A clog alarm driver 56 is connected to the output of the low-pass filter 42 and comprises a transistor biased to turn on at a predetermined voltage level. The clog alarm driver has an output connected to an alarm 58, such as an indicator light which in response to the output provides an indication. When the aperture becomes clogged, the resistance across the aperture increases substantially so that the rf carrier signal increases in amplitude resulting in a high level DC signal from the low-pass filter that exceeds the predetermined voltage level at which the clog alarm driver turns on. Since a clog is a constant condition, the DC level remains constant and the alarm provides a constant indication.
Amplifier clipper circuit 48 has a second output 62 which is connected to a bubble alarm driver 60 which in response to an output signal from the amplifier clipper provides an output to alarm 58 causing the alarm to provide an indication. The bubble alarm driver is a standard driver circuit that provides an output in response to an input signal.
Referring to FIG. 3, there is shown a schematic diagram of the amplifier clipper circuit 48 shown in FIG. 2.,Terminal 46 is connected to the non-inverting input of an operational amplifier 64. Series connected resistors 66 and 68 are connected between a 28 volt DC source and ground to form a voltage divider for establishing a DC bias level at the junction between the two resistors.

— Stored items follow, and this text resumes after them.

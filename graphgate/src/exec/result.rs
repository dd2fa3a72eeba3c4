// Copyright (c) 2024-2025 DeepGraph Inc.
// SPDX-License-Identifier: Apache-2.0
//
//! Result types for statement execution

use serde::ser::{SerializeSeq, SerializeStruct};
use serde::{Deserialize, Serialize, Serializer};
use serde_json::Value;
use std::sync::Arc;

use crate::error::ProxyError;
use crate::statement::ResultDataContent;

/// One row of a statement's result
#[derive(Debug, Clone, PartialEq)]
pub struct Record {
    keys: Arc<[String]>,
    values: Vec<Value>,
}

impl Record {
    pub fn new(keys: Arc<[String]>, values: Vec<Value>) -> Self {
        Self { keys, values }
    }

    pub fn keys(&self) -> &[String] {
        &self.keys
    }

    pub fn values(&self) -> &[Value] {
        &self.values
    }

    /// Value of the named column
    pub fn get(&self, key: &str) -> Option<&Value> {
        self.keys
            .iter()
            .position(|k| k == key)
            .and_then(|index| self.values.get(index))
    }

    pub fn len(&self) -> usize {
        self.values.len()
    }

    pub fn is_empty(&self) -> bool {
        self.values.is_empty()
    }
}

impl Serialize for Record {
    fn serialize<S: Serializer>(&self, serializer: S) -> Result<S::Ok, S::Error> {
        let mut seq = serializer.serialize_seq(Some(self.values.len()))?;
        for value in &self.values {
            seq.serialize_element(value)?;
        }
        seq.end()
    }
}

/// Update counters reported in a statement's summary
#[derive(Debug, Clone, Default, PartialEq, Eq, Serialize, Deserialize)]
#[serde(rename_all = "camelCase")]
pub struct SummaryCounters {
    pub nodes_created: u64,
    pub nodes_deleted: u64,
    pub relationships_created: u64,
    pub relationships_deleted: u64,
    pub properties_set: u64,
    pub labels_added: u64,
    pub labels_removed: u64,
    pub indexes_added: u64,
    pub indexes_removed: u64,
    pub constraints_added: u64,
    pub constraints_removed: u64,
    pub system_updates: u64,
}

impl SummaryCounters {
    /// Whether the statement changed graph data or schema
    pub fn contains_updates(&self) -> bool {
        self.nodes_created
            + self.nodes_deleted
            + self.relationships_created
            + self.relationships_deleted
            + self.properties_set
            + self.labels_added
            + self.labels_removed
            + self.indexes_added
            + self.indexes_removed
            + self.constraints_added
            + self.constraints_removed
            > 0
    }

    pub fn contains_system_updates(&self) -> bool {
        self.system_updates > 0
    }
}

/// Position in the statement text a notification refers to
#[derive(Debug, Clone, PartialEq, Eq, Hash, Serialize, Deserialize)]
pub struct InputPosition {
    pub offset: u32,
    pub line: u32,
    pub column: u32,
}

/// Warning or hint attached to a statement summary
#[derive(Debug, Clone, PartialEq, Eq, Hash, Serialize, Deserialize)]
#[serde(rename_all = "camelCase")]
pub struct Notification {
    pub code: String,
    pub title: String,
    pub description: String,
    pub severity: String,
    #[serde(skip_serializing_if = "Option::is_none")]
    pub position: Option<InputPosition>,
}

/// Terminal summary of an exhausted result
#[derive(Debug, Clone, Default, PartialEq, Eq)]
pub struct ResultSummary {
    pub counters: SummaryCounters,
    pub notifications: Vec<Notification>,
}

/// Eagerly collected result of one statement in a batch
#[derive(Debug, Clone, Serialize)]
#[serde(rename_all = "camelCase")]
pub struct StatementResult {
    /// Position of the statement in the submitted batch
    pub index: usize,
    pub columns: Vec<String>,
    #[serde(rename = "data")]
    pub rows: Vec<Record>,
    /// Counters, present only when the statement asked for stats
    #[serde(skip_serializing_if = "Option::is_none")]
    pub stats: Option<SummaryCounters>,
    /// Renderings requested by the statement, e.g. `["row", "graph"]`
    pub result_data_contents: Vec<ResultDataContent>,
}

/// Terminal outcome of one statement
#[derive(Debug)]
pub enum StatementOutcome {
    Success {
        result: StatementResult,
        summary: ResultSummary,
    },
    Failure(ProxyError),
}

impl StatementOutcome {
    pub fn is_success(&self) -> bool {
        matches!(self, StatementOutcome::Success { .. })
    }
}

/// A statement of the batch that failed
#[derive(Debug)]
pub struct StatementFailure {
    /// Position of the statement in the submitted batch
    pub index: usize,
    pub error: ProxyError,
}

impl Serialize for StatementFailure {
    fn serialize<S: Serializer>(&self, serializer: S) -> Result<S::Ok, S::Error> {
        let mut state = serializer.serialize_struct("StatementFailure", 3)?;
        state.serialize_field("index", &self.index)?;
        state.serialize_field("code", self.error.code())?;
        state.serialize_field("message", &self.error.message())?;
        state.end()
    }
}

/// Ordered results of a batch
///
/// Filled in submission order while a batch runs; treat as read-only once
/// returned. Every submitted statement occupies exactly one slot, either in
/// `results` or in `errors`.
#[derive(Debug, Default, Serialize)]
pub struct ResultContainer {
    results: Vec<StatementResult>,
    notifications: Vec<Notification>,
    errors: Vec<StatementFailure>,
}

impl ResultContainer {
    pub fn new() -> Self {
        Self::default()
    }

    /// Record the outcome of the statement submitted at `index`
    pub(crate) fn push(&mut self, index: usize, outcome: StatementOutcome) {
        match outcome {
            StatementOutcome::Success {
                mut result,
                summary,
            } => {
                result.index = index;
                self.results.push(result);
                for notification in summary.notifications {
                    if !self.notifications.contains(&notification) {
                        self.notifications.push(notification);
                    }
                }
            }
            StatementOutcome::Failure(error) => {
                self.errors.push(StatementFailure { index, error });
            }
        }
    }

    /// Successful results in submission order
    pub fn results(&self) -> &[StatementResult] {
        &self.results
    }

    /// Distinct notifications of all successful statements
    pub fn notifications(&self) -> &[Notification] {
        &self.notifications
    }

    /// Failures in submission order
    pub fn errors(&self) -> &[StatementFailure] {
        &self.errors
    }

    pub fn has_errors(&self) -> bool {
        !self.errors.is_empty()
    }

    pub fn is_empty(&self) -> bool {
        self.results.is_empty() && self.errors.is_empty()
    }

    /// Number of statement slots filled
    pub fn len(&self) -> usize {
        self.results.len() + self.errors.len()
    }
}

A resistor 70 connects the junction between the resistors 66 and 68 to the non-inverting input of amplifier 64. The output of amplifier 64 is connected to terminal 50 of the amplifier clipper circuit and in addition thereto, it is connected to the inverting input of amplifier 64 by a feedback loop consisting of a resistor 72 and a potentiometer 74 for providing a variable resistance in the feedback loop. A series connected resistor 76 and capacitor 78 are connected between the inverting input of amplifier 64 and ground. A transistor 80 has an emitter connected to the inverting input of amplifier 64, a base connected to the output of amplifier 64 and a collector connected to output 62 of the amplifier clipper circuit. A resistor 82 and a capacitor 84 are connected in parallel between the collector of transistor 80 and ground.
In operation resistors 66 and 68 are adjusted to that an 8 volt DC bias is established at the output of amplifier 64 and potentiometer 74 is adjusted so that the pulses are 4 to 6 volts in amplitude above the 8 volt DC base line. In normal operation, transistor 80 remains in a cut off condition since the base is subjected to a higher voltage than is the emitter. When bubbles are formed adjacent the aperture, they tend to vibrate about the aperture prior to passing through the aperture. The vibrating bubbles cause the aperture resistance to fluctuate by an extremely small amount such as 0.1 per cent. This fluctuation appears as base line noise on output 50 of amplifier clipper 48. The noise includes excursions below the 8 volt DC base line. The negative excursions cause transistor 80 to turn on thereby clipping the negative going signals. The current through transistor 80 when it turns on is sensed by resistor 82 and capacitor 84 and causes capacitor 84 to become charged. If a oscillating bubble is present, a continuous train of negative going signals is produced so that capacitor 84 receives a continuous train of charges and develops a voltage which appears on terminal 62 of the amplifier clipper circuit and is used to drive the bubble alarm driver 60 when a specified threshold voltage is exceeded.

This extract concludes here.